WHAT NEEDS TO BE DONE.
Pick every line from the data that holds the word "skip".

DATA SHOWN.
use logos::Logos;
use std::fmt;
use thiserror::Error;

use crate::source::Span;

/// Token set for script source. Commas count as whitespace, so map literals
/// read naturally either way: `{1 2, 3 4}`.
#[derive(Logos, Debug, Clone, PartialEq)]
#[logos(skip r"[ \t\n\r,]+")] // Skip whitespace (comma included)
#[logos(skip r";[^\n\r]*")] // Skip comments
#[logos(error = LexerErrorKind)]
pub enum TokenKind {
    #[token("(")]
    LParen,
    #[token(")")]
    RParen,
    #[token("[")]
    LBracket,
    #[token("]")]
    RBracket,
    #[token("{")]
    LBrace,
    #[token("}")]
    RBrace,
    #[token(".", priority = 10)]
    Dot,
    #[token("'")]
    Quote,
    #[token("`")]
    QuasiQuote,
    #[token("~")]
    Unquote,
    #[token("~@")]
    UnquoteSplicing,
    #[token("#t", |_| true, priority = 10)]
    #[token("#f", |_| false, priority = 10)]
    Bool(bool),
    // Decimal, or #b/#o/#d/#x radix form with an optional trailing L
    // (accepted and ignored: every integer is an i64).
    #[regex(r"[-+]?[0-9]+[lL]?", |lex| {
        let slice = lex.slice();
        let digits = slice.strip_suffix(['l', 'L']).unwrap_or(slice);
        digits
            .parse::<i64>()
            .map_err(|_| LexerErrorKind::InvalidNumberFormat(slice.to_string()))
    }, priority = 5)]
    #[regex(r"#[bodxBODX][0-9a-zA-Z]+", |lex| {
        let slice = lex.slice();
        parse_radix(slice).ok_or_else(|| LexerErrorKind::InvalidNumberFormat(slice.to_string()))
    }, priority = 5)]
    Int(i64),
    #[regex(r"[-+]?(?:[0-9]+\.[0-9]*|\.[0-9]+)(?:[eE][-+]?[0-9]+)?", |lex| {
        let slice = lex.slice();
        slice
            .parse::<f64>()
            .map_err(|_| LexerErrorKind::InvalidNumberFormat(slice.to_string()))
    }, priority = 6)]
    #[regex(r"[-+]?[0-9]+[eE][-+]?[0-9]+", |lex| {
        let slice = lex.slice();
        slice
            .parse::<f64>()
            .map_err(|_| LexerErrorKind::InvalidNumberFormat(slice.to_string()))
    }, priority = 6)]
    Float(f64),
    #[regex(r"#\\[a-zA-Z0-9]+|#\\.", |lex| {
        let name = &lex.slice()[2..];
        parse_char(name).ok_or_else(|| LexerErrorKind::InvalidCharacterName(name.to_string()))
    }, priority = 8)]
    Char(char),
    #[regex(r#""([^"\\]|\\.)*.?"#, |lex| {
        let slice = lex.slice();
        let len = slice.len();
        // make sure string was terminated
        if len == 1 || &slice[len-1..] != "\"" {
            return Err(LexerErrorKind::UnterminatedString);
        }
        unescape::unescape(&slice[1..len-1])
    })]
    Str(String),
    // Text after the colon; namespace splitting happens at read time.
    #[regex(r":[a-zA-Z0-9!$%&*/<=>?_^+.#-]+", |lex| lex.slice()[1..].to_string(), priority = 5)]
    Keyword(String),
    #[regex(r"[a-zA-Z0-9!$%&*/:<=>?_^+.#-]+", |lex| lex.slice().to_string(), priority = 2)]
    Symbol(String),
}

fn parse_radix(slice: &str) -> Option<i64> {
    let radix = match slice.as_bytes()[1].to_ascii_lowercase() {
        b'b' => 2,
        b'o' => 8,
        b'd' => 10,
        b'x' => 16,
        _ => return None,
    };
    let digits = slice[2..].strip_suffix(['l', 'L']).unwrap_or(&slice[2..]);
    i64::from_str_radix(digits, radix).ok()
}

fn parse_char(name: &str) -> Option<char> {
    let mut chars = name.chars();
    match (chars.next(), chars.next()) {
        (Some(c), None) => Some(c),
        _ => match name {
            "space" => Some(' '),
            "newline" => Some('\n'),
            "tab" => Some('\t'),
            _ => None,
        },
    }
}

#[derive(Debug, Clone, PartialEq)]
pub struct Token {
    pub kind: TokenKind,
    pub span: Span,
}

mod unescape {
    use super::LexerErrorKind;

    pub fn unescape(s: &str) -> Result<String, LexerErrorKind> {
        // un-escaping should only ever reduce the length of the string.
        let mut result = String::with_capacity(s.len());
        let mut chars = s.chars();
        while let Some(c) = chars.next() {
            if c == '\\' {
                match chars.next() {
                    Some('n') => result.push('\n'),
                    Some('r') => result.push('\r'),
                    Some('t') => result.push('\t'),
                    Some('\\') => result.push('\\'),
                    Some('"') => result.push('"'),
                    Some(c) => return Err(LexerErrorKind::UnknownEscapeSequence(c)),
                    None => return Err(LexerErrorKind::UnterminatedString),
                }
            } else {
                result.push(c);
            }
        }
        Ok(result)
    }
}

impl fmt::Display for TokenKind {
    fn fmt(&self, f: &mut fmt::Formatter<'_>) -> fmt::Result {
        match self {
            TokenKind::LParen => write!(f, "("),
            TokenKind::RParen => write!(f, ")"),
            TokenKind::LBracket => write!(f, "["),
            TokenKind::RBracket => write!(f, "]"),
            TokenKind::LBrace => write!(f, "{{"),
            TokenKind::RBrace => write!(f, "}}"),
            TokenKind::Dot => write!(f, "."),
            TokenKind::Quote => write!(f, "'"),
            TokenKind::QuasiQuote => write!(f, "`"),
            TokenKind::Unquote => write!(f, "~"),
            TokenKind::UnquoteSplicing => write!(f, "~@"),
            TokenKind::Bool(b) => write!(f, "{}", if *b { "#t" } else { "#f" }),
            TokenKind::Int(n) => write!(f, "{}", n),
            TokenKind::Float(n) => write!(f, "{}", n),
            TokenKind::Char(c) => write!(f, "#\\{}", c),
            TokenKind::Str(s) => write!(f, "\"{}\"", s),
            TokenKind::Keyword(s) => write!(f, ":{}", s),
            TokenKind::Symbol(s) => write!(f, "{}", s),
        }
    }
}

#[derive(Default, Debug, Clone, PartialEq, Error)]
pub enum LexerErrorKind {
    #[error("Unexpected end of input")]
    UnexpectedEof,
    #[error("Unterminated string literal")]
    UnterminatedString,
    #[error("Invalid number format: '{0}'")]
    InvalidNumberFormat(String),
    #[error("Unknown character name: '#\\{0}'")]
    InvalidCharacterName(String),
    #[error("Unknown escape sequence: '\\{0}'")]
    UnknownEscapeSequence(char),
    #[default]
    #[error("Invalid token")]
    InvalidToken,
}

#[derive(Debug, Clone, PartialEq, Error)]
#[error("{error}")]
pub struct LexerError {
    pub error: LexerErrorKind,
    pub span: Span,
}

// Helper function to tokenize a string directly (useful for tests and reader)
pub fn tokenize(input: &str) -> Result<Vec<Token>, LexerError> {
    TokenKind::lexer(input)
        .spanned()
        .map(|(result, range)| match result {
            Ok(kind) => Ok(Token {
                kind,
                span: Span::new(range.start, range.end),
            }),
            Err(error) => Err(LexerError {
                error,
                span: Span::new(range.start, range.end),
            }),
        })
        .collect()
}

#[cfg(test)]
mod tests {
    use super::*;

    // Helper to simplify testing token sequences
    fn assert_tokens(input: &str, expected: Vec<TokenKind>) {
        match tokenize(input) {
            Ok(tokens) => {
                let kinds: Vec<TokenKind> = tokens.into_iter().map(|t| t.kind).collect();
                assert_eq!(kinds, expected, "Input: '{}'", input);
            }
            Err(e) => panic!("Lexing failed for input '{}': {}", input, e.error),
        }
    }

    // Helper to simplify testing for lexer errors
    fn assert_lexer_error(input: &str, expected_error_variant: LexerErrorKind) {
        match tokenize(input) {
            Ok(tokens) => panic!(
                "Expected lexing to fail for input '{}', but got tokens: {:?}",
                input, tokens
            ),
            Err(e) => {
                assert_eq!(
                    std::mem::discriminant(&e.error),
                    std::mem::discriminant(&expected_error_variant),
                    "Input: '{}', expected error variant like {:?}, got: {:?}",
                    input,
                    expected_error_variant,
                    e
                );
            }
        }
    }

    fn sym(s: &str) -> TokenKind {
        TokenKind::Symbol(s.to_string())
    }

    #[test]
    fn test_empty_input() {
        assert_tokens("", vec![]);
        assert_tokens("; only comment", vec![]);
    }

    #[test]
    fn test_delimiters() {
        assert_tokens("()", vec![TokenKind::LParen, TokenKind::RParen]);
        assert_tokens("[]", vec![TokenKind::LBracket, TokenKind::RBracket]);
        assert_tokens("{}", vec![TokenKind::LBrace, TokenKind::RBrace]);
        assert_tokens(
            "[{(",
            vec![TokenKind::LBracket, TokenKind::LBrace, TokenKind::LParen],
        );
    }

    #[test]
    fn test_quote_family() {
        assert_tokens(" ' ", vec![TokenKind::Quote]);
        assert_tokens(" ` ", vec![TokenKind::QuasiQuote]);
        assert_tokens(" ~ ", vec![TokenKind::Unquote]);
        assert_tokens(" ~@ ", vec![TokenKind::UnquoteSplicing]);
        assert_tokens(
            "`(~@(1 2) ~x)",
            vec![
                TokenKind::QuasiQuote,
                TokenKind::LParen,
                TokenKind::UnquoteSplicing,
                TokenKind::LParen,
                TokenKind::Int(1),
                TokenKind::Int(2),
                TokenKind::RParen,
                TokenKind::Unquote,
                sym("x"),
                TokenKind::RParen,
            ],
        );
    }

    #[test]
    fn test_comma_is_whitespace() {
        assert_tokens(
            "{1 2, 3 4}",
            vec![
                TokenKind::LBrace,
                TokenKind::Int(1),
                TokenKind::Int(2),
                TokenKind::Int(3),
                TokenKind::Int(4),
                TokenKind::RBrace,
            ],
        );
    }

    #[test]
    fn test_integers() {
        assert_tokens("123", vec![TokenKind::Int(123)]);
        assert_tokens("-45", vec![TokenKind::Int(-45)]);
        assert_tokens("+10", vec![TokenKind::Int(10)]);
        assert_tokens("#x1F", vec![TokenKind::Int(31)]);
        assert_tokens("#b1010", vec![TokenKind::Int(10)]);
        assert_tokens("#o777", vec![TokenKind::Int(511)]);
        assert_tokens("#d42", vec![TokenKind::Int(42)]);
        // The L suffix is tolerated on decimal and radix forms alike and
        // changes nothing.
        assert_tokens("42L", vec![TokenKind::Int(42)]);
        assert_tokens("-7l", vec![TokenKind::Int(-7)]);
        assert_tokens("#x10L", vec![TokenKind::Int(16)]);
    }

    #[test]
    fn test_floats() {
        assert_tokens("6.78", vec![TokenKind::Float(6.78)]);
        assert_tokens("-0.9", vec![TokenKind::Float(-0.9)]);
        assert_tokens(".5", vec![TokenKind::Float(0.5)]);
        assert_tokens("1.", vec![TokenKind::Float(1.0)]);
        assert_tokens("-1e-5", vec![TokenKind::Float(-1e-5)]);
        assert_tokens("2e3", vec![TokenKind::Float(2e3)]);
    }

    #[test]
    fn test_chars() {
        assert_tokens("#\\a", vec![TokenKind::Char('a')]);
        assert_tokens("#\\Z", vec![TokenKind::Char('Z')]);
        assert_tokens("#\\space", vec![TokenKind::Char(' ')]);
        assert_tokens("#\\newline", vec![TokenKind::Char('\n')]);
        assert_tokens("#\\(", vec![TokenKind::Char('(')]);
        assert_lexer_error("#\\frobnicate", LexerErrorKind::InvalidCharacterName(String::new()));
    }

    #[test]
    fn test_keywords() {
        assert_tokens(":enabled", vec![TokenKind::Keyword("enabled".to_string())]);
        assert_tokens(
            ":jmx/bean",
            vec![TokenKind::Keyword("jmx/bean".to_string())],
        );
    }

    #[test]
    fn test_symbols() {
        assert_tokens("foo", vec![sym("foo")]);
        assert_tokens("+", vec![sym("+")]);
        assert_tokens("-", vec![sym("-")]);
        assert_tokens("<=?", vec![sym("<=?")]);
        assert_tokens("agent/poll", vec![sym("agent/poll")]);
        assert_tokens("trace-depth", vec![sym("trace-depth")]);
        assert_tokens(".invoke", vec![sym(".invoke")]);
        assert_tokens("sym123", vec![sym("sym123")]);
    }

    #[test]
    fn test_dot_token() {
        assert_tokens(".", vec![TokenKind::Dot]);
        assert_tokens(
            " a . b ",
            vec![sym("a"), TokenKind::Dot, sym("b")],
        );
        assert_tokens("1.2", vec![TokenKind::Float(1.2)]);
        assert_tokens("sym.bol", vec![sym("sym.bol")]);
    }

    #[test]
    fn test_number_like_symbols() {
        // These fail numeric parsing and fall back to symbols
        assert_tokens("1-2", vec![sym("1-2")]);
        assert_tokens("+-", vec![sym("+-")]);
        assert_tokens("1.2.3", vec![sym("1.2.3")]);
        assert_tokens("1e", vec![sym("1e")]);
        assert_tokens("#true", vec![sym("#true")]);
        assert_tokens("#t1", vec![sym("#t1")]);
    }

    #[test]
    fn test_strings() {
        assert_tokens(r#""hello""#, vec![TokenKind::Str("hello".to_string())]);
        assert_tokens(
            r#""esc \" \n \t \\""#,
            vec![TokenKind::Str("esc \" \n \t \\".to_string())],
        );
    }

    #[test]
    fn test_comments() {
        let input = "
            (def x 10) ; bind x
            ; a full comment line
            (+ x 5)";
        assert_tokens(
            input,
            vec![
                TokenKind::LParen,
                sym("def"),
                sym("x"),
                TokenKind::Int(10),
                TokenKind::RParen,
                TokenKind::LParen,
                sym("+"),
                sym("x"),
                TokenKind::Int(5),
                TokenKind::RParen,
            ],
        );
    }

    #[test]
    fn test_unterminated_string() {
        assert_lexer_error(r#""hello"#, LexerErrorKind::UnterminatedString);
        assert_lexer_error(r#""hello\""#, LexerErrorKind::UnterminatedString);
        assert_lexer_error(r#"""#, LexerErrorKind::UnterminatedString);
    }

    #[test]
    fn test_invalid_escape() {
        assert_lexer_error(r#""hello \a""#, LexerErrorKind::UnknownEscapeSequence('a'));
    }

    #[test]
    fn test_invalid_radix_digits() {
        assert_lexer_error("#b102", LexerErrorKind::InvalidNumberFormat(String::new()));
        assert_lexer_error("#xZZ", LexerErrorKind::InvalidNumberFormat(String::new()));
    }

    #[test]
    fn test_tokenize_spans() {
        let input = "(+ 1)";
        let tokens = tokenize(input).expect("should tokenize");
        assert_eq!(tokens.len(), 4);
        assert_eq!(tokens[0].span, Span::new(0, 1));
        assert_eq!(tokens[1].span, Span::new(1, 2));
        assert_eq!(tokens[2].span, Span::new(3, 4));
        assert_eq!(tokens[3].span, Span::new(4, 5));
    }
}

THE COMPLETED TASK.
#[logos(skip r"[ \t\n\r,]+")] // Skip whitespace (comma included)
#[logos(skip r";[^\n\r]*")] // Skip comments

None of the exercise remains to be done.